Écrit par : Samael Aun Weor   Catégorie : Conférences de Samael Aun Weor

Ascension

J’espère que tout le monde prête toute son attention.

Concernant les trois montagnes :

  1. la première : Montagne de l’Initiation
  2. la seconde : Montagne de la Résurrection
  3. la troisième : Montagne de l’Ascension

Après avoir soigneusement examiné ces cartes, l’un des gardiens du saint sépulcre s’est approché de moi et m’a dit : « Suivez-moi ».

Je l’ai suivi. Nous avons gravi la Montagne de la Résurrection. Il marchait devant moi. Il tenait les trois cartes dans sa main droite et je lui ai dit : « Je veux prendre tout ce qui est intérieur ; je ne laisserai même pas les traces des stigmates dans le monde physique. »
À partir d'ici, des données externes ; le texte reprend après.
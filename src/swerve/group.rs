use ::pid::Pid;
use tracing::{info, warn};

use super::{AngleRestriction, DriveWheel, Vector2, log_actuator_failure};
use crate::error::ConstructionError;
use crate::motor::SteerActuator;
use crate::pid::PidGains;
use crate::tuning::OverrideHandle;

/// Steering loop parameters shared by every group built from one config
#[derive(Debug, Clone, Copy, PartialEq)]
pub struct SteerSettings {
    /// Default gains for the steering PID
    pub gains: PidGains,
    /// Multiplier applied to every command before it reaches the actuator
    pub output_scale: f64,
}

impl Default for SteerSettings {
    fn default() -> Self {
        Self {
            gains: PidGains::new(1.0, 0.0, 0.0, 0.0),
            output_scale: 1.0,
        }
    }
}

/// Wheels that share one steering actuator and therefore one angle.
///
/// `set_angle` takes the angle as given; picking a legal angle is the
/// strategy's job. The group only refuses to drive while its *measured*
/// angle is outside the restriction.
pub struct SteeringGroup {
    name: String,
    wheels: Vec<DriveWheel>,
    restriction: Box<dyn AngleRestriction>,
    settings: SteerSettings,
    target_angle: f64,
    measured_angle: f64,
    reverse_speed: bool,
    last_was_remote: bool,
    safety_stop: bool,
    controller: Pid<f64>,
    closed_loop: bool,
    actuator: Box<dyn SteerActuator>,
    tuning: OverrideHandle,
}

impl SteeringGroup {
    pub fn new(
        name: &str,
        wheels: Vec<DriveWheel>,
        restriction: Box<dyn AngleRestriction>,
        settings: SteerSettings,
        actuator: Box<dyn SteerActuator>,
        tuning: OverrideHandle,
    ) -> Result<Self, ConstructionError> {
        if name.is_empty() {
            return Err(ConstructionError::InvalidName(name.to_string()));
        }
        if wheels.is_empty() {
            return Err(ConstructionError::EmptyGroup(name.to_string()));
        }
        if !(settings.output_scale.is_finite() && settings.output_scale > 0.0) {
            return Err(ConstructionError::NonPositive {
                what: "Steering output scale",
                value: settings.output_scale,
            });
        }

        let mut group = Self {
            name: name.to_string(),
            wheels,
            restriction,
            settings,
            target_angle: 0.0,
            measured_angle: 0.0,
            reverse_speed: false,
            last_was_remote: false,
            safety_stop: false,
            controller: settings.gains.controller(),
            closed_loop: true,
            actuator,
            tuning,
        };
        group.refresh_measured_angle();
        group.target_angle = group.measured_angle;
        Ok(group)
    }

    pub fn name(&self) -> &str {
        &self.name
    }

    pub fn wheels(&self) -> &[DriveWheel] {
        &self.wheels
    }

    pub fn wheels_mut(&mut self) -> &mut [DriveWheel] {
        &mut self.wheels
    }

    pub fn restriction(&self) -> &dyn AngleRestriction {
        self.restriction.as_ref()
    }

    /// Mean mounting position of the member wheels
    pub fn centroid(&self) -> Vector2 {
        Vector2::mean(self.wheels.iter().map(DriveWheel::position)).unwrap_or(Vector2::ZERO)
    }

    pub fn target_angle(&self) -> f64 {
        self.target_angle
    }

    /// Angle from the last successful sensor read, in radians
    pub fn measured_angle(&self) -> f64 {
        self.measured_angle
    }

    pub fn reverse_speed(&self) -> bool {
        self.reverse_speed
    }

    pub fn set_reverse_speed(&mut self, reverse: bool) {
        self.reverse_speed = reverse;
    }

    /// Whether the local PID is driving the actuator this cycle
    pub fn is_closed_loop(&self) -> bool {
        self.closed_loop
    }

    /// Whether the measured angle is currently outside the restriction
    pub fn is_safety_stopped(&self) -> bool {
        self.safety_stop
    }

    pub fn set_angle(&mut self, angle: f64) {
        self.target_angle = angle;
        self.update();
    }

    fn refresh_measured_angle(&mut self) {
        match self.actuator.read_angle() {
            Ok(angle) => {
                self.measured_angle = angle;
                self.tuning.report_value(angle);
            }
            Err(e) => log_actuator_failure(&self.name, "angle read", &e),
        }
    }

    /// Run one control cycle: pick the command source, apply the safety
    /// cutoff and write the actuator
    pub fn update(&mut self) {
        self.refresh_measured_angle();
        let gains = self.tuning.gains(self.settings.gains);
        gains.apply(&mut self.controller);

        let mut output = match self.tuning.raw_override() {
            Some(raw) => {
                if !self.last_was_remote {
                    info!("{}: remote raw control engaged", self.name);
                }
                self.last_was_remote = true;
                self.closed_loop = false;
                raw.clamp(-1.0, 1.0)
            }
            None => {
                if self.last_was_remote {
                    self.controller.reset_integral_term();
                }
                self.last_was_remote = false;
                self.closed_loop = true;
                let setpoint = self.tuning.resolve_setpoint(self.target_angle);
                gains.step(&mut self.controller, setpoint, self.measured_angle)
            }
        };

        let illegal = !self.restriction.is_valid(self.measured_angle);
        if illegal {
            self.last_was_remote = true;
            self.closed_loop = false;
            output = 0.0;
        }
        if illegal != self.safety_stop {
            if illegal {
                warn!(
                    "{}: measured angle {:.3} rad is outside its restriction, steering stopped",
                    self.name, self.measured_angle
                );
            } else {
                info!("{}: steering back inside its restriction", self.name);
            }
            self.safety_stop = illegal;
        }

        if let Err(e) = self.actuator.write_raw(output * self.settings.output_scale) {
            log_actuator_failure(&self.name, "write", &e);
        }
    }
}

#[cfg(test)]
mod tests {
    use super::*;
    use crate::swerve::testing::{SteerLog, recording_drive, recording_steer};
    use crate::swerve::{DriveSettings, Unrestricted, WedgeRestriction};
    use crate::tuning::{RemoteMode, TuningRegistry};
    use std::cell::RefCell;
    use std::rc::Rc;

    fn wheel(name: &str, position: Vector2) -> DriveWheel {
        let (actuator, _) = recording_drive();
        let settings = DriveSettings {
            max_speed: 2.0,
            units_per_meter: 1.0,
            gains: PidGains::default(),
        };
        DriveWheel::new(name, position, settings, actuator, OverrideHandle::detached()).unwrap()
    }

    fn settings() -> SteerSettings {
        SteerSettings {
            gains: PidGains::new(0.5, 0.0, 0.0, 0.0),
            ..Default::default()
        }
    }

    fn group(
        restriction: Box<dyn AngleRestriction>,
        measured: f64,
        tuning: OverrideHandle,
    ) -> (SteeringGroup, Rc<RefCell<SteerLog>>) {
        let (actuator, log) = recording_steer(measured);
        let wheels = vec![
            wheel("fl", Vector2::new(-0.25, 0.25)),
            wheel("fr", Vector2::new(0.25, 0.25)),
        ];
        let group = SteeringGroup::new("front", wheels, restriction, settings(), actuator, tuning).unwrap();
        (group, log)
    }

    #[test]
    fn test_centroid_is_mean_of_wheels() {
        let (group, _) = group(Box::new(Unrestricted), 0.0, OverrideHandle::detached());
        assert_eq!(group.centroid(), Vector2::new(0.0, 0.25));
    }

    #[test]
    fn test_set_angle_stores_angle_verbatim() {
        let wedge = WedgeRestriction::new(-0.5, 0.5).unwrap();
        let (mut group, _) = group(Box::new(wedge), 0.0, OverrideHandle::detached());
        group.set_angle(2.0);
        assert_eq!(group.target_angle(), 2.0);
    }

    #[test]
    fn test_closed_loop_drives_toward_target() {
        let (mut group, log) = group(Box::new(Unrestricted), 0.2, OverrideHandle::detached());
        group.set_angle(1.0);
        // p = 0.5, error = 0.8
        assert!((log.borrow().last_write().unwrap() - 0.4).abs() < 1e-12);
        assert!(group.is_closed_loop());
    }

    #[test]
    fn test_raw_override_then_controller_reset() {
        let mut registry = TuningRegistry::new();
        let handle = registry.lookup("steer_front").unwrap();
        let (mut group, log) = group(Box::new(Unrestricted), 0.0, handle);

        registry.modify("steer_front", |o| {
            o.set_remote_raw_value(-3.0);
            o.set_remote_mode(RemoteMode::RawValue);
        });
        group.set_angle(1.0);
        assert_eq!(log.borrow().last_write(), Some(-1.0));
        assert!(!group.is_closed_loop());

        registry.reset_all();
        group.update();
        assert!(group.is_closed_loop());
        assert!((log.borrow().last_write().unwrap() - 0.5).abs() < 1e-12);
    }

    #[test]
    fn test_integral_cleared_after_raw_control() {
        let mut registry = TuningRegistry::new();
        let handle = registry.lookup("steer_front").unwrap();
        let (actuator, log) = recording_steer(0.0);
        let settings = SteerSettings {
            gains: PidGains::new(0.0, 0.1, 0.0, 0.0),
            output_scale: 1.0,
        };
        let wheels = vec![wheel("fl", Vector2::ZERO)];
        let mut group = SteeringGroup::new("front", wheels, Box::new(Unrestricted), settings, actuator, handle).unwrap();

        group.set_angle(1.0);
        group.update();
        assert!((log.borrow().last_write().unwrap() - 0.2).abs() < 1e-12);

        registry.modify("steer_front", |o| o.set_remote_mode(RemoteMode::RawValue));
        group.update();
        registry.reset_all();
        group.update();
        assert!((log.borrow().last_write().unwrap() - 0.1).abs() < 1e-12);
    }

    #[test]
    fn test_remote_setpoint_replaces_target() {
        let mut registry = TuningRegistry::new();
        let handle = registry.lookup("steer_front").unwrap();
        let (mut group, log) = group(Box::new(Unrestricted), 0.0, handle);
        registry.modify("steer_front", |o| {
            o.set_remote_setpoint(-1.0);
            o.set_remote_mode(RemoteMode::Setpoint);
        });
        group.set_angle(1.0);
        assert!((log.borrow().last_write().unwrap() + 0.5).abs() < 1e-12);
        assert_eq!(registry.inspect("steer_front", |o| o.local_setpoint()), Some(1.0));
        assert_eq!(registry.inspect("steer_front", |o| o.value()), Some(0.0));
    }

    #[test]
    fn test_illegal_measured_angle_stops_steering() {
        let wedge = WedgeRestriction::new(-0.5, 0.5).unwrap();
        let (mut group, log) = group(Box::new(wedge), 0.9, OverrideHandle::detached());
        group.set_angle(0.0);
        assert_eq!(log.borrow().last_write(), Some(0.0));
        assert!(!group.is_closed_loop());
        assert!(group.is_safety_stopped());

        // Back inside: the controller resumes from a clean state
        log.borrow_mut().angle = 0.4;
        group.update();
        assert!(group.is_closed_loop());
        assert!(!group.is_safety_stopped());
        assert!((log.borrow().last_write().unwrap() + 0.2).abs() < 1e-12);
    }

    #[test]
    fn test_safety_cutoff_overrides_raw_control() {
        let mut registry = TuningRegistry::new();
        let handle = registry.lookup("steer_front").unwrap();
        let wedge = WedgeRestriction::new(-0.5, 0.5).unwrap();
        let (mut group, log) = group(Box::new(wedge), -0.7, handle);
        registry.modify("steer_front", |o| {
            o.set_remote_raw_value(0.8);
            o.set_remote_mode(RemoteMode::RawValue);
        });
        group.update();
        assert_eq!(log.borrow().last_write(), Some(0.0));
    }

    #[test]
    fn test_timeouts_keep_last_state() {
        let (mut group, log) = group(Box::new(Unrestricted), 0.3, OverrideHandle::detached());
        log.borrow_mut().fail_reads = true;
        log.borrow_mut().fail_writes = true;
        log.borrow_mut().angle = 1.2;
        group.set_angle(0.5);
        assert_eq!(group.measured_angle(), 0.3);
        assert_eq!(group.target_angle(), 0.5);
        assert!(log.borrow().writes.is_empty());
    }

    #[test]
    fn test_output_scale_applied() {
        let (actuator, log) = recording_steer(0.0);
        let settings = SteerSettings {
            gains: PidGains::new(1.0, 0.0, 0.0, 0.0),
            output_scale: 0.2,
        };
        let wheels = vec![wheel("fl", Vector2::ZERO)];
        let mut group =
            SteeringGroup::new("front", wheels, Box::new(Unrestricted), settings, actuator, OverrideHandle::detached())
                .unwrap();
        group.set_angle(0.5);
        assert!((log.borrow().last_write().unwrap() - 0.1).abs() < 1e-12);
    }

    #[test]
    fn test_rejects_empty_group() {
        let (actuator, _) = recording_steer(0.0);
        let err = SteeringGroup::new(
            "front",
            Vec::new(),
            Box::new(Unrestricted),
            settings(),
            actuator,
            OverrideHandle::detached(),
        )
        .err()
        .unwrap();
        assert_eq!(err, ConstructionError::EmptyGroup("front".to_string()));
    }
}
Arrivé au sommet de la montagne, il m’a dit : « Nous savons que vous partez, mais avant de partir, il est nécessaire que vous laissiez ces trois cartes et vos paroles pour l’humanité. »

J’ai répondu: « Je vais le faire. »

Le fait est que tout le chemin est tracé sur ces trois cartes. La première carte correspond exactement au chemin initiatique. Incontestablement, nous devons gravir le chemin de l’initiation, au sommet.

La seconde montagne correspond exactement à l’œuvre liée à la résurrection. Nous devons réaliser au sommet de cette montagne, la résurrection du maître secret à l’intérieur de nous ici et maintenant.

La troisième montagne est celle de l’ascension, puis nous fusionnons avec le Christ intime pour monter vers le Père et nous nous libérons radicalement.

1. La Montagne de l’Initiation

Incontestablement, pour gravir la Montagne de la Résurrection (2), nous devons nous être intensément préparés sur la Montagne de l’Initiation (1).

Les diverses écoles de type pseudo-ésotérique et pseudo-occulte, croient que l’initiation est tout, ils osent dire : « le maître untel a reçu la cinquième initiation », « le mahatma untel est de la troisième initiation », « le gourou untel, il a la septième initiation » et ils croient qu’avec l’initiation tout a déjà été réalisé, ce qui est absurde.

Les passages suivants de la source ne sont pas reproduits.